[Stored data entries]
⟨

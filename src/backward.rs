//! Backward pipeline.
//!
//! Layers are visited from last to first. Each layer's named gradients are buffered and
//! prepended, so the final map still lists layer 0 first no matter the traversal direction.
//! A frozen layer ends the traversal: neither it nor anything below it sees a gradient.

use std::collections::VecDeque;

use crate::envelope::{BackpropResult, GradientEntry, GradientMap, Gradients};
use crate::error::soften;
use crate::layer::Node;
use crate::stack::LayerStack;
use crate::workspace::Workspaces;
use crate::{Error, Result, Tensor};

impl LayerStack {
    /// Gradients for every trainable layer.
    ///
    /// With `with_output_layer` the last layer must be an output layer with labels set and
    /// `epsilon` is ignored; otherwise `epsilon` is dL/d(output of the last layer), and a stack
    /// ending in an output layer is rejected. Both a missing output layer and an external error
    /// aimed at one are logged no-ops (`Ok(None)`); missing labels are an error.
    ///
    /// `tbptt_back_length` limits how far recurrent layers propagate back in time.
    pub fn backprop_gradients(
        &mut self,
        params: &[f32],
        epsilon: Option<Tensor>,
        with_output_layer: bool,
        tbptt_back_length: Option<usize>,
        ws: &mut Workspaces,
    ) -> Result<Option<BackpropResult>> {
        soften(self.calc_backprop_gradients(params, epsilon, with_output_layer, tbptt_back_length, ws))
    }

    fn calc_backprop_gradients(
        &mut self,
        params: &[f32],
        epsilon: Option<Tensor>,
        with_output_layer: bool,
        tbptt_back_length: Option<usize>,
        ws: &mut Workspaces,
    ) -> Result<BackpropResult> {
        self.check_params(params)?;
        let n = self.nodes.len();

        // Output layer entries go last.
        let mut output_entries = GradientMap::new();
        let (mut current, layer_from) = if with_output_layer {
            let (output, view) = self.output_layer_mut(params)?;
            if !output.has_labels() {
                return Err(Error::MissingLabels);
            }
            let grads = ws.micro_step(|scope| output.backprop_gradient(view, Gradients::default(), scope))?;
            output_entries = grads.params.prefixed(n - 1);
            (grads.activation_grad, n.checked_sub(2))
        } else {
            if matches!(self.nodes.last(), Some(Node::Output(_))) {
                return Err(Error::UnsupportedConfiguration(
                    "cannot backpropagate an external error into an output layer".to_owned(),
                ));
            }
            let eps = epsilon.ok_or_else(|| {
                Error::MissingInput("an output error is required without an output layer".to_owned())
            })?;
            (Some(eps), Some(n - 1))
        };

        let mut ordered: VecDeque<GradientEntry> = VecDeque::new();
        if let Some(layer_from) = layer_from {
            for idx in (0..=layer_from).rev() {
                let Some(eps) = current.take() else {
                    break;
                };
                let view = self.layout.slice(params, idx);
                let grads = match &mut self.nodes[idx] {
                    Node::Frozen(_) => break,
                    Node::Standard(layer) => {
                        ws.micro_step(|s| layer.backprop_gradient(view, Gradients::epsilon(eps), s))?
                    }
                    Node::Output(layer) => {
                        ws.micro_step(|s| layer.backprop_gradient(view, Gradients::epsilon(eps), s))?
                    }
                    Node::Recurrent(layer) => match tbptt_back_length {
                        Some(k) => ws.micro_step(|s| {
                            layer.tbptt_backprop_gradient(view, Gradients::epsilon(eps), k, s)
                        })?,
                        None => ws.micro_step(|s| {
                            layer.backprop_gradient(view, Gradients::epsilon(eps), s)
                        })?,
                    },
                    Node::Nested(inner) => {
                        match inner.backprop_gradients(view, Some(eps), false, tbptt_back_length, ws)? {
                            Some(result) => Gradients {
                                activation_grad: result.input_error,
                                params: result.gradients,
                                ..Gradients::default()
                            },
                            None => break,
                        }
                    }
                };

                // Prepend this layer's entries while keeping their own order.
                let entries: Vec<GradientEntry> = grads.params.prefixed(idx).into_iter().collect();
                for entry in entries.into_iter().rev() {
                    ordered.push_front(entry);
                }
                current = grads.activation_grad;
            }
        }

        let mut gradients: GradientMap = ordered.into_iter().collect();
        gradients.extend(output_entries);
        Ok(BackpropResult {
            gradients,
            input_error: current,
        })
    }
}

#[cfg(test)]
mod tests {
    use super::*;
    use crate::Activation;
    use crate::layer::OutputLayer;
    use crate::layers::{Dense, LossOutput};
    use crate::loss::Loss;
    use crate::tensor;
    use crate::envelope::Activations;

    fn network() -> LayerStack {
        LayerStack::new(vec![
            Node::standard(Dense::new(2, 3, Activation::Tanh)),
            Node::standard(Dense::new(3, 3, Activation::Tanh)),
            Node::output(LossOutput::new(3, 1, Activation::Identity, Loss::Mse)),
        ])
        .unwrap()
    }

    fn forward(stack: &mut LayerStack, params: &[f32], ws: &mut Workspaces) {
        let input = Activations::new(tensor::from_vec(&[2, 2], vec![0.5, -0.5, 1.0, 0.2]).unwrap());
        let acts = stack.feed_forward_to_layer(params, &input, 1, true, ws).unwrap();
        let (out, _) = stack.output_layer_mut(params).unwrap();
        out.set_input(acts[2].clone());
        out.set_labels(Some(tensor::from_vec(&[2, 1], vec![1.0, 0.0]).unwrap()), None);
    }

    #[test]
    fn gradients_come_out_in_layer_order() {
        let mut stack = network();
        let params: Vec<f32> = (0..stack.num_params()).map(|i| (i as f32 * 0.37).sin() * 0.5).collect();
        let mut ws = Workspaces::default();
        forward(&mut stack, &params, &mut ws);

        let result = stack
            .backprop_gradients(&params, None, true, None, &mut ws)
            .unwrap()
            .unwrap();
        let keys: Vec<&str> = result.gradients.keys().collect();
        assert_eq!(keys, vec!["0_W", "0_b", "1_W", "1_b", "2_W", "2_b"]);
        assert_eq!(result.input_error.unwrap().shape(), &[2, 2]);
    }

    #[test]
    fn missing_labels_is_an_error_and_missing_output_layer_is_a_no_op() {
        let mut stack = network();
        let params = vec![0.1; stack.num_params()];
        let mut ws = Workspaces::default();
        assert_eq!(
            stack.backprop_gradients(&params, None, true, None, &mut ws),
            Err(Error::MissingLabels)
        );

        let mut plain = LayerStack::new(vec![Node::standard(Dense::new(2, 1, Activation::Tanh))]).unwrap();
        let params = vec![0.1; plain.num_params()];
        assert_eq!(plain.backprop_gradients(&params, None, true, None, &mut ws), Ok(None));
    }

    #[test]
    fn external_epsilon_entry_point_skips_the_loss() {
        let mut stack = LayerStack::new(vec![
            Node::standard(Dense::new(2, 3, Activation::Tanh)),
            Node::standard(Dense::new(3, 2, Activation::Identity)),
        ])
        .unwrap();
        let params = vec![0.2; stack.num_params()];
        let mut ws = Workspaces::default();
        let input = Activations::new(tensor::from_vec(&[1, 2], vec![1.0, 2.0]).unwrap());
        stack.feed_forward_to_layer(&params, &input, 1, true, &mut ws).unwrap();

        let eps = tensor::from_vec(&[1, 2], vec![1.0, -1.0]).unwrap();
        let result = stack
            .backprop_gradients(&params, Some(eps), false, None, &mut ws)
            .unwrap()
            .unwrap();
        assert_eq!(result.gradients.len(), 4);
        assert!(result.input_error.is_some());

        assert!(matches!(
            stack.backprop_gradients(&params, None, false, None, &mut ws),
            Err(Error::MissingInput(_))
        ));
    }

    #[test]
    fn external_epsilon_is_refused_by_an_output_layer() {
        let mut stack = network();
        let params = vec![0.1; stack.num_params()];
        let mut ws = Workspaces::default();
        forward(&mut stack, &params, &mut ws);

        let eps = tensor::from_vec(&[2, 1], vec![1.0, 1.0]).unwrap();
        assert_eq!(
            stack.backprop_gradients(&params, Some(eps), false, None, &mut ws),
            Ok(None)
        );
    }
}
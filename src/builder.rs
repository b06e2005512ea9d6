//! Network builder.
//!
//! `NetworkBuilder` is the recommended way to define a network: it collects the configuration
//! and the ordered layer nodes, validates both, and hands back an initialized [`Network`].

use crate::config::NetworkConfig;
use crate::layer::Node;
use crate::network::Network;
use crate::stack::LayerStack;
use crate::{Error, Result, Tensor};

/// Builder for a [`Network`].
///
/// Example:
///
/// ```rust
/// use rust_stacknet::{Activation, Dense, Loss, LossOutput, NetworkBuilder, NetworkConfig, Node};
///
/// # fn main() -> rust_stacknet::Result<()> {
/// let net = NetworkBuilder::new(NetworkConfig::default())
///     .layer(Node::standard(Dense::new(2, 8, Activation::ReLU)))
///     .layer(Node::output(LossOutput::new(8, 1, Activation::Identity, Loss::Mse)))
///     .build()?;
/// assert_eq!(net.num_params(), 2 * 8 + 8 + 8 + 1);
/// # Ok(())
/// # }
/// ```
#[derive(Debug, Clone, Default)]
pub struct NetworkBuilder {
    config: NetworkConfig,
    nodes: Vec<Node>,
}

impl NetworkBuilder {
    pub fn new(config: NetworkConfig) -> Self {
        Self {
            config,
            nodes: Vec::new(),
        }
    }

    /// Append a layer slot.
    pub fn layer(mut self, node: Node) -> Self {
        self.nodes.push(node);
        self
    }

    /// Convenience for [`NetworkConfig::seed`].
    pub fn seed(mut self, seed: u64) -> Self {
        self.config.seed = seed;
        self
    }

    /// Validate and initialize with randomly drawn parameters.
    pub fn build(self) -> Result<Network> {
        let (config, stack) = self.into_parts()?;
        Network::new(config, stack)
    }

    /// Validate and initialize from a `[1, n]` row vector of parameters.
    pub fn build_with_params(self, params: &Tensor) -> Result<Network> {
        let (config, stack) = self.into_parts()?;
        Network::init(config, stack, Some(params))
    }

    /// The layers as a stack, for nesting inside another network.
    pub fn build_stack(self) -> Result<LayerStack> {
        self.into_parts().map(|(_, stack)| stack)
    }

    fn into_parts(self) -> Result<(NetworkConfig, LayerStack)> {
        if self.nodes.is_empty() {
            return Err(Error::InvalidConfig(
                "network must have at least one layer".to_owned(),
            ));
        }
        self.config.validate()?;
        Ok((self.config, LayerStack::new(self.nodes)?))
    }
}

⟩

→ **PROBLEM TO SOLVE**: Show every line from the entries above in which "Dense" appears.

→ **COMPLETED TASK**:
    use crate::layers::{Dense, LossOutput};
            Node::standard(Dense::new(2, 3, Activation::Tanh)),
            Node::standard(Dense::new(3, 3, Activation::Tanh)),
        let mut plain = LayerStack::new(vec![Node::standard(Dense::new(2, 1, Activation::Tanh))]).unwrap();
            Node::standard(Dense::new(2, 3, Activation::Tanh)),
            Node::standard(Dense::new(3, 2, Activation::Identity)),
/// use rust_stacknet::{Activation, Dense, Loss, LossOutput, NetworkBuilder, NetworkConfig, Node};
///     .layer(Node::standard(Dense::new(2, 8, Activation::ReLU)))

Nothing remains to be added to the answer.